▸ **THE PROBLEM**
Could you filter the data below down to the lines that hold the word "deactivate"?

*** RECORDS FOR PROCESSING Section Begins ***

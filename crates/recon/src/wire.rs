//! JSON request/response envelopes for preview and apply.

use serde::{Deserialize, Serialize};

use crate::decision::Decisions;
use crate::error::ImportError;
use crate::model::{ApplyOutcome, ColumnMapping, DecisionEntry, MatchResult};

#[derive(Debug, Clone, Default, PartialEq, Eq, Serialize, Deserialize)]
#[serde(rename_all = "camelCase")]
pub struct PreviewRequest {
    pub mapping: ColumnMapping,
}

#[derive(Debug, Clone, Default, PartialEq, Serialize, Deserialize)]
pub struct PreviewResponse {
    pub items: Vec<MatchResult>,
}

#[derive(Debug, Clone, Default, PartialEq, Eq, Serialize, Deserialize)]
#[serde(rename_all = "camelCase")]
pub struct ApplyRequest {
    pub mapping: ColumnMapping,
    #[serde(default)]
    pub decisions: Vec<DecisionEntry>,
}

impl ApplyRequest {
    pub fn decisions(&self) -> Decisions {
        Decisions::from_entries(&self.decisions)
    }
}

pub type ApplyResponse = ApplyOutcome;

/// Body of a whole-request failure.
#[derive(Debug, Clone, PartialEq, Eq, Serialize, Deserialize)]
pub struct ErrorBody {
    pub status: u16,
    pub kind: String,
    pub message: String,
}

impl From<&ImportError> for ErrorBody {
    fn from(err: &ImportError) -> Self {
        Self {
            status: err.status(),
            kind: err.kind().to_string(),
            message: err.to_string(),
        }
    }
}
//! Catalog collaborator interface and an in-memory implementation.

use crate::error::CatalogError;
use crate::model::{CatalogProduct, NewProduct, PriceUpdate, ProductGroup, ProductId};
use crate::similarity::{case_key, clean_name};

/// Persistence operations the engine needs from the product catalog.
///
/// Each write is one atomic unit: `create_product` resolves or creates the
/// group and inserts the product together, `update_prices` is a single
/// update.
pub trait Catalog {
    fn find_by_id(&self, id: ProductId) -> Result<Option<CatalogProduct>, CatalogError>;

    /// Active products in ascending id order.
    fn find_all_active(&self) -> Result<Vec<CatalogProduct>, CatalogError>;

    /// Active product whose [`case_key`] equals that of `name`.
    fn find_by_name(&self, name: &str) -> Result<Option<CatalogProduct>, CatalogError>;

    fn find_group_by_name(&self, name: &str) -> Result<Option<ProductGroup>, CatalogError>;

    fn create_group(&mut self, name: &str) -> Result<ProductGroup, CatalogError>;

    fn create_product(&mut self, product: &NewProduct) -> Result<CatalogProduct, CatalogError>;

    fn update_prices(&mut self, id: ProductId, prices: PriceUpdate) -> Result<CatalogProduct, CatalogError>;
}

/// Vector-backed catalog for tests and embedding.
#[derive(Debug, Clone, Default)]
pub struct MemoryCatalog {
    products: Vec<CatalogProduct>,
    groups: Vec<ProductGroup>,
    next_product_id: ProductId,
    next_group_id: i64,
}

impl MemoryCatalog {
    pub fn new() -> Self {
        Self::default()
    }

    /// Insert a product with a fixed id (fixtures).
    pub fn insert(&mut self, product: CatalogProduct) {
        self.next_product_id = self.next_product_id.max(product.id);
        self.products.push(product);
        self.products.sort_by_key(|p| p.id);
    }

    /// Add an active product with the next free id.
    pub fn add(&mut self, name: &str, purchase_cents: i64, sale_cents: i64) -> CatalogProduct {
        self.next_product_id += 1;
        let product = CatalogProduct {
            id: self.next_product_id,
            name: name.to_string(),
            purchase_cents,
            sale_cents,
            group_id: None,
            active: true,
        };
        self.products.push(product.clone());
        product
    }

    pub fn deactivate(&mut self, id: ProductId) {
        if let Some(p) = self.products.iter_mut().find(|p| p.id == id) {
            p.active = false;
        }
    }

    pub fn products(&self) -> &[CatalogProduct] {
        &self.products
    }

    pub fn groups(&self) -> &[ProductGroup] {
        &self.groups
    }
}

impl Catalog for MemoryCatalog {
    fn find_by_id(&self, id: ProductId) -> Result<Option<CatalogProduct>, CatalogError> {
        Ok(self.products.iter().find(|p| p.id == id).cloned())
    }

    fn find_all_active(&self) -> Result<Vec<CatalogProduct>, CatalogError> {
        Ok(self.products.iter().filter(|p| p.active).cloned().collect())
    }

    fn find_by_name(&self, name: &str) -> Result<Option<CatalogProduct>, CatalogError> {
        let key = case_key(name);
        Ok(self
            .products
            .iter()
            .find(|p| p.active && case_key(&p.name) == key)
            .cloned())
    }

    fn find_group_by_name(&self, name: &str) -> Result<Option<ProductGroup>, CatalogError> {
        let key = case_key(name);
        Ok(self.groups.iter().find(|g| case_key(&g.name) == key).cloned())
    }

    fn create_group(&mut self, name: &str) -> Result<ProductGroup, CatalogError> {
        self.next_group_id += 1;
        let group = ProductGroup { id: self.next_group_id, name: clean_name(name) };
        self.groups.push(group.clone());
        Ok(group)
    }

    fn create_product(&mut self, product: &NewProduct) -> Result<CatalogProduct, CatalogError> {
        let group_id = match product.group_name.as_deref() {
            Some(name) => Some(match self.find_group_by_name(name)? {
                Some(g) => g.id,
                None => self.create_group(name)?.id,
            }),
            None => None,
        };
        let mut created = self.add(&clean_name(&product.name), product.purchase_cents, product.sale_cents);
        created.group_id = group_id;
        if let Some(p) = self.products.iter_mut().find(|p| p.id == created.id) {
            p.group_id = group_id;
        }
        Ok(created)
    }

    fn update_prices(&mut self, id: ProductId, prices: PriceUpdate) -> Result<CatalogProduct, CatalogError> {
        let product = self
            .products
            .iter_mut()
            .find(|p| p.id == id)
            .ok_or(CatalogError::NotFound { id })?;
        if let Some(cents) = prices.purchase_cents {
            product.purchase_cents = cents;
        }
        if let Some(cents) = prices.sale_cents {
            product.sale_cents = cents;
        }
        Ok(product.clone())
    }
}

#[cfg(test)]
mod tests {
    use super::*;

    #[test]
    fn create_reuses_group_case_insensitively() {
        let mut catalog = MemoryCatalog::new();
        let a = catalog
            .create_product(&NewProduct {
                name: "Çay".into(),
                purchase_cents: 100,
                sale_cents: 300,
                group_name: Some("Sıcak İçecek".into()),
            })
            .unwrap();
        let b = catalog
            .create_product(&NewProduct {
                name: "Salep".into(),
                purchase_cents: 200,
                sale_cents: 600,
                group_name: Some("SICAK İÇECEK".into()),
            })
            .unwrap();
        assert_eq!(a.group_id, b.group_id);
        assert_eq!(catalog.groups().len(), 1);
        assert_eq!(catalog.find_by_id(b.id).unwrap().unwrap().group_id, a.group_id);
    }

    #[test]
    fn update_overwrites_only_supplied_prices() {
        let mut catalog = MemoryCatalog::new();
        let p = catalog.add("Kahve", 1000, 1500);
        let updated = catalog
            .update_prices(p.id, PriceUpdate { purchase_cents: None, sale_cents: Some(1800) })
            .unwrap();
        assert_eq!(updated.purchase_cents, 1000);
        assert_eq!(updated.sale_cents, 1800);
    }

    #[test]
    fn update_unknown_id_fails() {
        let mut catalog = MemoryCatalog::new();
        assert_eq!(
            catalog.update_prices(42, PriceUpdate::default()),
            Err(CatalogError::NotFound { id: 42 })
        );
    }

    #[test]
    fn inactive_products_hidden_from_scans() {
        let mut catalog = MemoryCatalog::new();
        let p = catalog.add("Kahve", 1000, 1500);
        catalog.add("Çay", 100, 300);
        catalog.deactivate(p.id);
        let active = catalog.find_all_active().unwrap();
        assert_eq!(active.len(), 1);
        assert_eq!(active[0].name, "Çay");
        assert!(catalog.find_by_name("kahve").unwrap().is_none());
        assert!(catalog.find_by_id(p.id).unwrap().is_some());
    }
}
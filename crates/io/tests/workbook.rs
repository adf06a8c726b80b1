use std::path::Path;

use resortdesk_io::{read_grid, read_grid_from_bytes, GridError};
use rust_xlsxwriter::Workbook;
use tempfile::tempdir;

fn write_products(path: &Path) {
    let mut workbook = Workbook::new();
    let sheet = workbook.add_worksheet();
    sheet.set_name("Ürünler").unwrap();
    sheet.write_string(0, 0, "Ürün Adı").unwrap();
    sheet.write_string(0, 1, "Alış").unwrap();
    sheet.write_string(0, 2, "Satış").unwrap();
    sheet.write_string(1, 0, "Türk Kahvesi").unwrap();
    sheet.write_number(1, 1, 10.0).unwrap();
    sheet.write_number(1, 2, 22.5).unwrap();
    // Row 3 left blank on purpose.
    sheet.write_string(3, 0, " Çay ").unwrap();
    sheet.write_number(3, 2, 5.0).unwrap();

    let other = workbook.add_worksheet();
    other.write_string(0, 0, "ignored").unwrap();

    workbook.save(path).unwrap();
}

#[test]
fn first_sheet_with_spreadsheet_row_numbers() {
    let dir = tempdir().unwrap();
    let path = dir.path().join("urunler.xlsx");
    write_products(&path);

    let grid = read_grid(&path).unwrap();
    assert_eq!(grid.headers, vec!["Ürün Adı", "Alış", "Satış"]);
    assert_eq!(grid.rows.len(), 2);

    assert_eq!(grid.rows[0].row, 2);
    assert_eq!(grid.rows[0].cells, vec!["Türk Kahvesi", "10", "22.5"]);

    assert_eq!(grid.rows[1].row, 4);
    assert_eq!(grid.rows[1].cell(0), "Çay");
    assert_eq!(grid.rows[1].cell(1), "");
    assert_eq!(grid.rows[1].cell(2), "5");
}

#[test]
fn bytes_and_path_agree() {
    let dir = tempdir().unwrap();
    let path = dir.path().join("urunler.xlsx");
    write_products(&path);

    let bytes = std::fs::read(&path).unwrap();
    assert_eq!(read_grid_from_bytes(bytes, "xlsx").unwrap(), read_grid(&path).unwrap());
}

#[test]
fn empty_sheet_is_empty_file() {
    let dir = tempdir().unwrap();
    let path = dir.path().join("bos.xlsx");
    let mut workbook = Workbook::new();
    workbook.add_worksheet();
    workbook.save(&path).unwrap();

    assert!(matches!(read_grid(&path), Err(GridError::Empty)));
}

#[test]
fn unknown_extension_rejected() {
    let dir = tempdir().unwrap();
    let path = dir.path().join("urunler.pdf");
    std::fs::write(&path, b"%PDF").unwrap();
    assert!(matches!(read_grid(&path), Err(GridError::UnsupportedFormat(_))));
}
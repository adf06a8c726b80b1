// Spreadsheet decoding: file bytes in, import grid out

pub mod csv;
pub mod error;
pub mod xlsx;

use std::path::Path;

use resortdesk_recon::Grid;

pub use error::GridError;

/// File families the decoder understands, chosen by extension.
#[derive(Debug, Clone, Copy, PartialEq, Eq)]
pub enum SpreadsheetFormat {
    Delimited,
    Workbook,
}

impl SpreadsheetFormat {
    pub fn from_extension(ext: &str) -> Result<Self, GridError> {
        match ext.trim_start_matches('.').to_ascii_lowercase().as_str() {
            "csv" | "tsv" | "txt" => Ok(Self::Delimited),
            "xlsx" | "xlsm" | "xls" | "xlsb" | "ods" => Ok(Self::Workbook),
            other => Err(GridError::UnsupportedFormat(other.to_string())),
        }
    }

    pub fn from_path(path: &Path) -> Result<Self, GridError> {
        let ext = path.extension().and_then(|e| e.to_str()).unwrap_or("");
        Self::from_extension(ext)
    }
}

/// Decode the first sheet of a spreadsheet file.
pub fn read_grid(path: &Path) -> Result<Grid, GridError> {
    match SpreadsheetFormat::from_path(path)? {
        SpreadsheetFormat::Delimited => csv::read_csv(path),
        SpreadsheetFormat::Workbook => xlsx::read_workbook(path),
    }
}

/// Decode an uploaded file held in memory; `ext` is the original extension.
pub fn read_grid_from_bytes(bytes: Vec<u8>, ext: &str) -> Result<Grid, GridError> {
    match SpreadsheetFormat::from_extension(ext)? {
        SpreadsheetFormat::Delimited => csv::parse_csv_bytes(&bytes),
        SpreadsheetFormat::Workbook => xlsx::read_workbook_bytes(bytes),
    }
}
use std::collections::BTreeMap;

use serde::{Deserialize, Serialize};
use tracing::debug;

use crate::error::DecisionError;
use crate::model::{Action, Decision, DecisionEntry, MatchResult, MatchStatus, RowNumber};

/// Operator decisions keyed by row number.
///
/// Only NEW and UNMATCHED rows carry an entry; MATCH and NO_CHANGE rows are
/// handled automatically at commit time.
#[derive(Debug, Clone, Default, PartialEq, Eq, Serialize, Deserialize)]
#[serde(transparent)]
pub struct Decisions(BTreeMap<RowNumber, Decision>);

/// Default action for a classified row, if the row takes a decision at all.
pub fn default_decision(result: &MatchResult) -> Option<Decision> {
    match result.status {
        MatchStatus::New => Some(Decision::create()),
        MatchStatus::Unmatched => Some(Decision::skip()),
        MatchStatus::Match | MatchStatus::NoChange => None,
    }
}

impl Decisions {
    pub fn new() -> Self {
        Self::default()
    }

    /// Defaults for a fresh classification: NEW → create, UNMATCHED → skip.
    pub fn seed(results: &[MatchResult]) -> Self {
        let map = results
            .iter()
            .filter_map(|r| default_decision(r).map(|d| (r.row, d)))
            .collect();
        Self(map)
    }

    /// Record an operator override for one row.
    ///
    /// A `link` is only allowed on UNMATCHED rows; without an explicit target
    /// it takes the row's suggested product.
    pub fn decide(&mut self, results: &[MatchResult], row: RowNumber, decision: Decision) -> Result<(), DecisionError> {
        let result = results
            .iter()
            .find(|r| r.row == row)
            .ok_or(DecisionError::UnknownRow(row))?;

        if matches!(result.status, MatchStatus::Match | MatchStatus::NoChange) {
            return Err(DecisionError::NotDecidable { row, status: result.status });
        }

        let decision = match decision.action {
            Action::Link if result.status != MatchStatus::Unmatched => {
                return Err(DecisionError::LinkNotAllowed { row });
            }
            Action::Link => {
                let target = decision
                    .link_product_id
                    .or_else(|| result.suggested_product.as_ref().map(|p| p.id))
                    .ok_or(DecisionError::LinkTargetMissing { row })?;
                Decision::link(target)
            }
            Action::Create | Action::Skip => Decision { action: decision.action, link_product_id: None },
        };

        debug!(row, action = %decision.action, "decision recorded");
        self.0.insert(row, decision);
        Ok(())
    }

    pub fn get(&self, row: RowNumber) -> Option<&Decision> {
        self.0.get(&row)
    }

    /// Decision for a row, falling back to its classification default.
    pub fn effective(&self, result: &MatchResult) -> Option<Decision> {
        match result.status {
            MatchStatus::Match | MatchStatus::NoChange => None,
            _ => self.get(result.row).copied().or_else(|| default_decision(result)),
        }
    }

    /// Build from wire entries. A later entry for the same row wins.
    pub fn from_entries(entries: &[DecisionEntry]) -> Self {
        let map = entries
            .iter()
            .map(|e| (e.row, Decision { action: e.action, link_product_id: e.link_product_id }))
            .collect();
        Self(map)
    }

    pub fn to_entries(&self) -> Vec<DecisionEntry> {
        self.0
            .iter()
            .map(|(&row, d)| DecisionEntry { row, action: d.action, link_product_id: d.link_product_id })
            .collect()
    }

    pub fn rows(&self) -> impl Iterator<Item = RowNumber> + '_ {
        self.0.keys().copied()
    }

    pub fn len(&self) -> usize {
        self.0.len()
    }

    pub fn is_empty(&self) -> bool {
        self.0.is_empty()
    }
}
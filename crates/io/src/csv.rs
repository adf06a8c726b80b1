// Delimited text import (CSV / TSV / semicolon exports)

use std::path::Path;

use resortdesk_recon::{Grid, RawRow, RowNumber};

use crate::error::GridError;

pub fn read_csv(path: &Path) -> Result<Grid, GridError> {
    let bytes = std::fs::read(path).map_err(|source| GridError::Io {
        path: path.display().to_string(),
        source,
    })?;
    parse_csv_bytes(&bytes)
}

pub fn parse_csv_bytes(bytes: &[u8]) -> Result<Grid, GridError> {
    let content = decode_text(bytes);
    let delimiter = sniff_delimiter(&content);
    parse_csv_str(&content, delimiter)
}

/// Detect the most likely field delimiter by checking consistency across the first few lines.
///
/// For each candidate (semicolon, tab, comma, pipe), count fields per line. The delimiter
/// that produces the most consistent field count (>1 field) wins.
pub fn sniff_delimiter(content: &str) -> u8 {
    let candidates: &[u8] = &[b';', b'\t', b',', b'|'];
    let sample_lines: Vec<&str> = content.lines().filter(|l| !l.trim().is_empty()).take(10).collect();

    if sample_lines.is_empty() {
        return b',';
    }

    let mut best = b',';
    let mut best_score = 0u64;

    for &delim in candidates {
        let counts: Vec<usize> = sample_lines
            .iter()
            .map(|line| {
                csv::ReaderBuilder::new()
                    .delimiter(delim)
                    .has_headers(false)
                    .flexible(true)
                    .from_reader(line.as_bytes())
                    .records()
                    .next()
                    .and_then(|r| r.ok())
                    .map(|r| r.len())
                    .unwrap_or(1)
            })
            .collect();

        // The header line must split for the delimiter to be viable
        if counts.first().copied().unwrap_or(0) <= 1 {
            continue;
        }

        // Lines agreeing with the header's field count, weighted by that count.
        // Turkish exports use ';' with ',' decimals, so ';' is tried first and
        // wins ties.
        let target = counts[0];
        let consistent = counts.iter().filter(|&&c| c == target).count() as u64;
        let score = consistent * target as u64;

        if score > best_score {
            best_score = score;
            best = delim;
        }
    }

    best
}

/// Decode file bytes to text.
///
/// Honors a UTF-8/UTF-16 BOM, then tries plain UTF-8, then falls back to
/// Windows-1254 (Turkish Excel "CSV (semicolon)" exports).
pub fn decode_text(bytes: &[u8]) -> String {
    if let Some((encoding, bom_len)) = encoding_rs::Encoding::for_bom(bytes) {
        let (decoded, _) = encoding.decode_without_bom_handling(&bytes[bom_len..]);
        return decoded.into_owned();
    }
    match std::str::from_utf8(bytes) {
        Ok(s) => s.to_string(),
        Err(_) => {
            let (decoded, _, _) = encoding_rs::WINDOWS_1254.decode(bytes);
            decoded.into_owned()
        }
    }
}

/// Parse delimited text. The first non-blank record is the header; row
/// numbers are the text line each record starts on.
pub fn parse_csv_str(content: &str, delimiter: u8) -> Result<Grid, GridError> {
    let mut reader = csv::ReaderBuilder::new()
        .delimiter(delimiter)
        .has_headers(false)
        .flexible(true)
        .from_reader(content.as_bytes());

    let mut headers: Option<Vec<String>> = None;
    let mut rows = Vec::new();

    for (idx, result) in reader.records().enumerate() {
        let record = result.map_err(|e| GridError::Csv(e.to_string()))?;
        let cells: Vec<String> = record.iter().map(|c| c.trim().to_string()).collect();
        if cells.iter().all(|c| c.is_empty()) {
            continue;
        }
        let line = record
            .position()
            .map(|p| p.line() as RowNumber)
            .unwrap_or(idx as RowNumber + 1);
        match headers {
            None => headers = Some(cells),
            Some(_) => rows.push(RawRow::new(line, cells)),
        }
    }

    let headers = headers.ok_or(GridError::Empty)?;
    let delimiter = delimiter as char;
    tracing::debug!(columns = headers.len(), rows = rows.len(), %delimiter, "decoded delimited file");
    Ok(Grid::new(headers, rows))
}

*** RECORDS FOR PROCESSING Section Ends ***

▸ **ANSWER SPACE**
    pub fn deactivate(&mut self, id: ProductId) {
        catalog.deactivate(p.id);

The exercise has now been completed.